▶ [YOUR GOAL]
Scan the entries below line by line and state how many lines contain the string "program", giving only the number.
── RECORDS TO USE
// CLI commands for batchjudge
use anyhow::{bail, Context, Result};
use batchjudge_common::config::{self, Settings, DEFAULT_CONFIG_PATH};
use batchjudge_common::types::{Credential, ExecutionReport, RunOutcome, StatusKind, TestCase};
use batchjudge_engine::planner;
use batchjudge_engine::{BatchPlanner, CodeTransformer, ExecutionOrchestrator, Judge0Client, KeyPool, OrchestratorConfig};
use serde::Deserialize;
use std::fs;
use std::path::Path;
use std::sync::Arc;
use std::time::Duration;
use tokio::signal;
use tracing::{info, warn};

/// A problem file: the solution plus the cases to judge it against
#[derive(Debug, Deserialize)]
pub struct Problem {
    #[serde(default)]
    pub code: Option<String>,
    pub test_cases: Vec<TestCase>,
    #[serde(default)]
    pub per_case_time_budget_ms: Option<u64>,
}

impl Problem {
    fn per_case_budget(&self, settings: &Settings) -> Duration {
        self.per_case_time_budget_ms
            .map(Duration::from_millis)
            .unwrap_or_else(|| settings.batching.per_case_time_budget())
    }
}

fn load_problem(path: &Path) -> Result<Problem> {
    let content = fs::read_to_string(path)
        .with_context(|| format!("Failed to read problem file {}", path.display()))?;
    serde_json::from_str(&content)
        .with_context(|| format!("Failed to parse problem file {}", path.display()))
}

fn load_settings(path: Option<&Path>) -> Result<Settings> {
    let path = path.unwrap_or_else(|| Path::new(DEFAULT_CONFIG_PATH));
    let settings = Settings::load_or_default(path)?.apply_env_overrides()?;
    Ok(settings)
}

fn solution_code(problem: &Problem, code_path: Option<&Path>) -> Result<String> {
    if let Some(path) = code_path {
        return fs::read_to_string(path)
            .with_context(|| format!("Failed to read solution {}", path.display()));
    }
    match &problem.code {
        Some(code) => Ok(code.clone()),
        None => bail!("No solution code: pass --code or set `code` in the problem file"),
    }
}

/// Run the orchestrator; Ctrl-C cancels and still prints what finished
pub async fn run(
    problem_path: &Path,
    keys_path: &Path,
    code_path: Option<&Path>,
    config_path: Option<&Path>,
    deadline_secs: Option<u64>,
    json: bool,
) -> Result<()> {
    let settings = load_settings(config_path)?;
    let problem = load_problem(problem_path)?;
    let code = solution_code(&problem, code_path)?;

    let credentials = config::load_credentials(keys_path)?;
    let pool = KeyPool::new(credentials);
    let reset = pool.reset_daily();
    info!(credentials = pool.len(), active = pool.active_count(), reset = reset, "Loaded credentials");

    if pool.active_count() == 0 {
        warn!("No active credentials; every case will report credential_exhausted");
    }

    let client = Judge0Client::new(settings.judge.clone(), settings.polling.clone())?;
    let orchestrator = ExecutionOrchestrator::new(
        Arc::new(client),
        pool,
        OrchestratorConfig::from_settings(&settings),
    )?;

    let budget = problem.per_case_budget(&settings);
    let deadline = deadline_secs.map(|secs| tokio::time::Instant::now() + Duration::from_secs(secs));
    let cancel = async {
        match signal::ctrl_c().await {
            Ok(()) => warn!("Interrupted; cancelling run"),
            Err(e) => {
                warn!(error = %e, "Cannot listen for Ctrl-C");
                std::future::pending::<()>().await
            }
        }
    };

    let report = orchestrator
        .execute_cancellable(&code, &problem.test_cases, budget, deadline, cancel)
        .await?;

    persist_usage(keys_path, &orchestrator.pool().snapshot())?;
    print_report(&report, json)?;

    match report.outcome {
        RunOutcome::Complete => Ok(()),
        outcome => bail!("Run ended with outcome {:?}", outcome),
    }
}

fn persist_usage(keys_path: &Path, credentials: &[Credential]) -> Result<()> {
    config::save_credentials(keys_path, credentials)
        .with_context(|| format!("Failed to record key usage in {}", keys_path.display()))?;
    info!(path = %keys_path.display(), "Saved credential usage");
    Ok(())
}

fn print_report(report: &ExecutionReport, json: bool) -> Result<()> {
    if json {
        println!("{}", serde_json::to_string_pretty(report)?);
        return Ok(());
    }

    println!("📋 Run {}", report.run_id);
    for warning in &report.warnings {
        println!("⚠️  {}", warning);
    }
    let mut shown_compile_error = false;
    for verdict in &report.verdicts {
        let icon = if verdict.passed { "✅" } else { "❌" };
        let time = verdict
            .execution_time_ms
            .map(|ms| format!(" ({} ms)", ms))
            .unwrap_or_default();
        println!("  {} test {:>4}: {}{}", icon, verdict.test_case_id, verdict.status_kind, time);

        if let Some(detail) = &verdict.detail {
            // identical for every case; show it once
            if verdict.status_kind == StatusKind::CompileError {
                if shown_compile_error {
                    continue;
                }
                shown_compile_error = true;
            }
            for line in detail.lines().take(5) {
                println!("       {}", line);
            }
        }
    }

    println!();
    println!(
        "🏁 {}/{} passed | outcome: {:?} | calls used: {} | saved vs one-per-case: {} | {} ms",
        report.passed_count(),
        report.verdicts.len(),
        report.outcome,
        report.calls_used,
        report.calls_saved_vs_naive,
        report.wall_time_ms
    );
    Ok(())
}

/// Print the batch plan against configured (or default) judge limits
pub fn plan(problem_path: &Path, code_path: Option<&Path>, config_path: Option<&Path>) -> Result<()> {
    let settings = load_settings(config_path)?;
    let problem = load_problem(problem_path)?;
    let ceilings = settings.ceilings.unwrap_or_default();
    let budget = problem.per_case_budget(&settings);
    let batch_planner = BatchPlanner::new(settings.batching.safety_margin)?;

    let single_case_only = match solution_code(&problem, code_path) {
        Ok(code) => CodeTransformer::default().transform(&code)?.single_case_only,
        Err(_) => false,
    };

    let batches = if single_case_only {
        batch_planner.plan_single_case(&problem.test_cases, budget, &ceilings)?
    } else {
        batch_planner.plan(&problem.test_cases, budget, &ceilings)?
    };

    println!(
        "📐 {} test cases, {:?} per case, CPU ceiling {:?}, safety margin {}",
        problem.test_cases.len(),
        budget,
        ceilings.max_cpu_time(),
        batch_planner.safety_margin()
    );
    if single_case_only {
        println!("ℹ️  Solution defines main(); one submission per test case");
    }

    for batch in &batches {
        let first = batch.test_cases.first().map(|tc| tc.id).unwrap_or_default();
        let last = batch.test_cases.last().map(|tc| tc.id).unwrap_or_default();
        let flag = if batch.may_exceed_limit { " ⚠️" } else { "" };
        println!(
            "  batch {:>3}: {:>3} cases (ids {}..={}), budget {:?}{}",
            batch.index,
            batch.len(),
            first,
            last,
            batch.estimated_time_budget,
            flag
        );
    }
    for warning in planner::warnings(&batches, budget, &ceilings) {
        println!("⚠️  {}", warning);
    }

    println!(
        "🧮 {} submissions instead of {}",
        batches.len(),
        problem.test_cases.len()
    );
    Ok(())
}

/// Print the generated harness to stdout
pub fn transform(code_path: &Path) -> Result<()> {
    let code = fs::read_to_string(code_path)
        .with_context(|| format!("Failed to read solution {}", code_path.display()))?;
    let program = CodeTransformer::default().transform(&code)?;

    if program.single_case_only {
        eprintln!("ℹ️  Solution defines main(); passed through unchanged");
    }
    print!("{}", program.source);
    Ok(())
}

/// Show credential state; secrets are never printed
pub fn keys(keys_path: &Path, json: bool) -> Result<()> {
    let pool = KeyPool::new(config::load_credentials(keys_path)?);
    let reset = pool.reset_daily();
    let snapshot = pool.snapshot();
    if reset > 0 {
        persist_usage(keys_path, &snapshot)?;
    }

    if json {
        let rows: Vec<serde_json::Value> = snapshot
            .iter()
            .map(|c| {
                serde_json::json!({
                    "id": c.id,
                    "owner_ref": c.owner_ref,
                    "status": c.status,
                    "daily_usage": c.daily_usage,
                    "daily_limit": c.daily_limit,
                    "remaining": c.remaining(),
                    "last_reset": c.last_reset,
                })
            })
            .collect();
        println!("{}", serde_json::to_string_pretty(&rows)?);
        return Ok(());
    }

    println!("🔑 {} credentials, {} active, {} reset", pool.len(), pool.active_count(), reset);
    for c in &snapshot {
        println!(
            "  {}  {:<20} {:<10} {:>5}/{:<5} remaining {}",
            c.id,
            c.owner_ref,
            format!("{:?}", c.status),
            c.daily_usage,
            c.daily_limit,
            c.remaining()
        );
    }
    Ok(())
}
────
▶ [SOLUTION TO THE EXERCISE]
3